Exercise instructions: Set down the records below in full, exactly as they read.

Input records section start

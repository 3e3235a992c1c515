/**
 * LABEL MODEL - Table statique des métriques exportées par cible
 *
 * RÔLE : Nom, namespace, aide et schéma de labels (ordonné) de chaque gauge.
 * Aucune logique : le registre et le réconciliateur lisent cette table.
 *
 * | Métrique               | Labels                          |
 * |------------------------|---------------------------------|
 * | info                   | health, start_time, version     |
 * | depth, backend_depth   | type, topic, paused, channel    |
 * | channel_count          | type, topic, paused             |
 * | compteurs de channel   | type, topic, paused, channel    |
 */

/// Préfixe de toutes les métriques par cible (`nsqd_depth`, `nsqd_info`...)
pub const NAMESPACE: &str = "nsqd";

pub const INFO_LABELS: &[&str] = &["health", "start_time", "version"];
pub const COMMON_LABELS: &[&str] = &["type", "topic", "paused", "channel"];
pub const TOPIC_LABELS: &[&str] = &["type", "topic", "paused"];

/// Valeurs du label `type`
pub const TYPE_TOPIC: &str = "topic";
pub const TYPE_CHANNEL: &str = "channel";

#[derive(Debug, Clone, Copy, PartialEq, Eq, Hash, PartialOrd, Ord)]
pub enum Metric {
    Info,
    Depth,
    BackendDepth,
    ChannelCount,
    InFlightCount,
    TimeoutCount,
    RequeueCount,
    DeferredCount,
    MessageCount,
    ClientCount,
}

impl Metric {
    pub const ALL: [Metric; 10] = [
        Metric::Info,
        Metric::Depth,
        Metric::BackendDepth,
        Metric::ChannelCount,
        Metric::InFlightCount,
        Metric::TimeoutCount,
        Metric::RequeueCount,
        Metric::DeferredCount,
        Metric::MessageCount,
        Metric::ClientCount,
    ];

    /// Nom sans namespace
    pub fn name(self) -> &'static str {
        match self {
            Metric::Info => "info",
            Metric::Depth => "depth",
            Metric::BackendDepth => "backend_depth",
            Metric::ChannelCount => "channel_count",
            Metric::InFlightCount => "in_flight_count",
            Metric::TimeoutCount => "timeout_count_total",
            Metric::RequeueCount => "requeue_count_total",
            Metric::DeferredCount => "deferred_count_total",
            Metric::MessageCount => "message_count_total",
            Metric::ClientCount => "client_count",
        }
    }

    pub fn help(self) -> &'static str {
        match self {
            Metric::Info => "nsqd info",
            Metric::Depth => "Queue depth",
            Metric::BackendDepth => "Queue backend depth",
            Metric::ChannelCount => "Number of channels",
            Metric::InFlightCount => "In flight count",
            Metric::TimeoutCount => "Timeout count",
            Metric::RequeueCount => "Requeue count",
            Metric::DeferredCount => "Deferred count",
            Metric::MessageCount => "Total message count",
            Metric::ClientCount => "Number of clients",
        }
    }

    pub fn labels(self) -> &'static [&'static str] {
        match self {
            Metric::Info => INFO_LABELS,
            Metric::ChannelCount => TOPIC_LABELS,
            _ => COMMON_LABELS,
        }
    }

    /// Nom complet tel qu'il apparaît dans l'exposition (`nsqd_depth`)
    pub fn full_name(self) -> String {
        format!("{}_{}", NAMESPACE, self.name())
    }

    /// Position d'un label dans le schéma de la métrique
    pub fn label_index(self, label: &str) -> Option<usize> {
        self.labels().iter().position(|l| *l == label)
    }
}

impl std::fmt::Display for Metric {
    fn fmt(&self, f: &mut std::fmt::Formatter<'_>) -> std::fmt::Result {
        f.write_str(self.name())
    }
}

Input records section end

Output for this task:
repository 3e3235a992c1c515
/**
 * LABEL MODEL - Table statique des métriques exportées par cible
 *
 * RÔLE : Nom, namespace, aide et schéma de labels (ordonné) de chaque gauge.
 * Aucune logique : le registre et le réconciliateur lisent cette table.
 *
 * | Métrique               | Labels                          |
 * |------------------------|---------------------------------|
 * | info                   | health, start_time, version     |
 * | depth, backend_depth   | type, topic, paused, channel    |
 * | channel_count          | type, topic, paused             |
 * | compteurs de channel   | type, topic, paused, channel    |
 */

/// Préfixe de toutes les métriques par cible (`nsqd_depth`, `nsqd_info`...)
pub const NAMESPACE: &str = "nsqd";

pub const INFO_LABELS: &[&str] = &["health", "start_time", "version"];
pub const COMMON_LABELS: &[&str] = &["type", "topic", "paused", "channel"];
pub const TOPIC_LABELS: &[&str] = &["type", "topic", "paused"];

/// Valeurs du label `type`
pub const TYPE_TOPIC: &str = "topic";
pub const TYPE_CHANNEL: &str = "channel";

#[derive(Debug, Clone, Copy, PartialEq, Eq, Hash, PartialOrd, Ord)]
pub enum Metric {
    Info,
    Depth,
    BackendDepth,
    ChannelCount,
    InFlightCount,
    TimeoutCount,
    RequeueCount,
    DeferredCount,
    MessageCount,
    ClientCount,
}

impl Metric {
    pub const ALL: [Metric; 10] = [
        Metric::Info,
        Metric::Depth,
        Metric::BackendDepth,
        Metric::ChannelCount,
        Metric::InFlightCount,
        Metric::TimeoutCount,
        Metric::RequeueCount,
        Metric::DeferredCount,
        Metric::MessageCount,
        Metric::ClientCount,
    ];

    /// Nom sans namespace
    pub fn name(self) -> &'static str {
        match self {
            Metric::Info => "info",
            Metric::Depth => "depth",
            Metric::BackendDepth => "backend_depth",
            Metric::ChannelCount => "channel_count",
            Metric::InFlightCount => "in_flight_count",
            Metric::TimeoutCount => "timeout_count_total",
            Metric::RequeueCount => "requeue_count_total",
            Metric::DeferredCount => "deferred_count_total",
            Metric::MessageCount => "message_count_total",
            Metric::ClientCount => "client_count",
        }
    }

    pub fn help(self) -> &'static str {
        match self {
            Metric::Info => "nsqd info",
            Metric::Depth => "Queue depth",
            Metric::BackendDepth => "Queue backend depth",
            Metric::ChannelCount => "Number of channels",
            Metric::InFlightCount => "In flight count",
            Metric::TimeoutCount => "Timeout count",
            Metric::RequeueCount => "Requeue count",
            Metric::DeferredCount => "Deferred count",
            Metric::MessageCount => "Total message count",
            Metric::ClientCount => "Number of clients",
        }
    }

    pub fn labels(self) -> &'static [&'static str] {
        match self {
            Metric::Info => INFO_LABELS,
            Metric::ChannelCount => TOPIC_LABELS,
            _ => COMMON_LABELS,
        }
    }

    /// Nom complet tel qu'il apparaît dans l'exposition (`nsqd_depth`)
    pub fn full_name(self) -> String {
        format!("{}_{}", NAMESPACE, self.name())
    }

    /// Position d'un label dans le schéma de la métrique
    pub fn label_index(self, label: &str) -> Option<usize> {
        self.labels().iter().position(|l| *l == label)
    }
}

impl std::fmt::Display for Metric {
    fn fmt(&self, f: &mut std::fmt::Formatter<'_>) -> std::fmt::Result {
        f.write_str(self.name())
    }
}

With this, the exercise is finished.